Hi peoples.
Hi, the last month of 2013 - December -
It supposed to be a wonderful, amazing, relax, party, favorite month for all of us, but it seems like just a boring semester break or few weeks holidays for me. Planning was always ruined by everythings and it never goes well when I am the planner. I admit I'm not a great planner ever, that's why I didn't pick the Event Management as my major course.
Yea, I almost forget about the UniLife that I already started three months something ago, but it was not that awesome as other people's UniLife, but everythings seems like it's okay, at least during my first semester I got to know how's the UniLife looks like and I got some new friends/coursemates and luckily they are nice and cute. As everyone knows, UniLife supposed to be fun, makes more new friends, learn different things, hang out with a gang of friends, take part of some society/event/activities, be active/cheer and bla bla bla... and mine only blank. Idk why. My life is just about wake up early in the morning, prepare, take LRT/driving, arrive college, attend the class, finish the class, go back home and repeat this everyday. If simplify my life into a word, it was sucks. How I going to change this? I remember a lecture had told us in a class, she said dream big and you will be achieve it in the future. If you never try to dream big, you might never going to success. I start thinking, my future, what I will become in the future, am I going to be that one I had imagine myself to be or maybe not?
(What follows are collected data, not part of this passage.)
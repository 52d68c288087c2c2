//! Query command implementation.

use crate::commands::{parse_assignment, require_database, RecordView};
use flexdb_core::{Database, EntityRef};
use std::path::Path;
use tracing::debug;

/// Parsed query options.
#[derive(Debug, Default)]
pub struct QueryArgs {
    /// `field=value` equality filters.
    pub filters: Vec<String>,
    /// `field=text` substring filter.
    pub like: Option<String>,
    /// Field to order by.
    pub order_by: Option<String>,
    /// Order descending.
    pub descending: bool,
    /// Results to skip.
    pub offset: usize,
    /// Maximum number of results.
    pub limit: Option<usize>,
    /// Fields to index before running.
    pub indexes: Vec<String>,
}

/// Runs the query and prints matching records as a JSON array.
pub fn run(
    path: &Path,
    entity_type: &str,
    args: &QueryArgs,
) -> Result<(), Box<dyn std::error::Error>> {
    require_database(path)?;
    let db = Database::open(path)?;

    let views: Vec<_> = execute(&db, entity_type, args)?
        .iter()
        .map(|r| RecordView::of(r.as_ref()))
        .collect();
    println!("{}", serde_json::to_string_pretty(&views)?);
    Ok(())
}

/// Builds and executes the query against `db`.
pub fn execute(
    db: &Database,
    entity_type: &str,
    args: &QueryArgs,
) -> Result<Vec<EntityRef>, Box<dyn std::error::Error>> {
    for field in &args.indexes {
        let indexed = db.add_index(entity_type, field);
        debug!(field = field.as_str(), indexed, "built index");
    }

    let tx = db.begin_read();
    let mut query = tx.query(entity_type);
    for filter in &args.filters {
        let (field, value) = parse_assignment(filter)?;
        query = query.where_eq(&field, value);
    }
    if let Some(like) = &args.like {
        let (field, value) = parse_assignment(like)?;
        let text = match value.as_text() {
            Some(text) => text.to_string(),
            None => value.to_string(),
        };
        query = query.where_like(&field, text);
    }
    if let Some(field) = &args.order_by {
        query = query.order_by(field, args.descending);
    }
    query = query.offset(args.offset);
    if let Some(limit) = args.limit {
        query = query.limit(limit);
    }

    Ok(query.execute()?)
}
I dream to be a blogger since I start blogging, but after that I only find out how the real blogger manage their blog and what happened in their life and whats the difference between me and them. I was just writting shit on my blog, and I wake up. Blogging makes money, and at the same time those blogger are participate a lots event, they even got invited by some famous company's event, they learn a lots from those event, they getting famous with the press/magazine and interview, and a lotsa readers they had. Thats a blogger. I want to become that, and I am totally failed. So the reality always wake peoples up from dream, then how peoples dare to dream big again? I'm not dare to dream.
And I'm not dare to plan, Christmas eve, Christmas, New Year eve, New Year, Chinese New Year.... Honestly, I hope I can go party, can go somewhere else out from my room, but it seems like it is impossible. Whats a big joke. Okay, I'm going to finish this emo post now and I'm so so sorry if this post makes you guys feel annoying about my emo feeling.
WHATEVER, hope all of you have a GREAT WONDERFUL AWESOME DECEMBER and enjoy the last few weeks of 2013, make it be memorable and unforgettable as you can. Guys, happy holidays.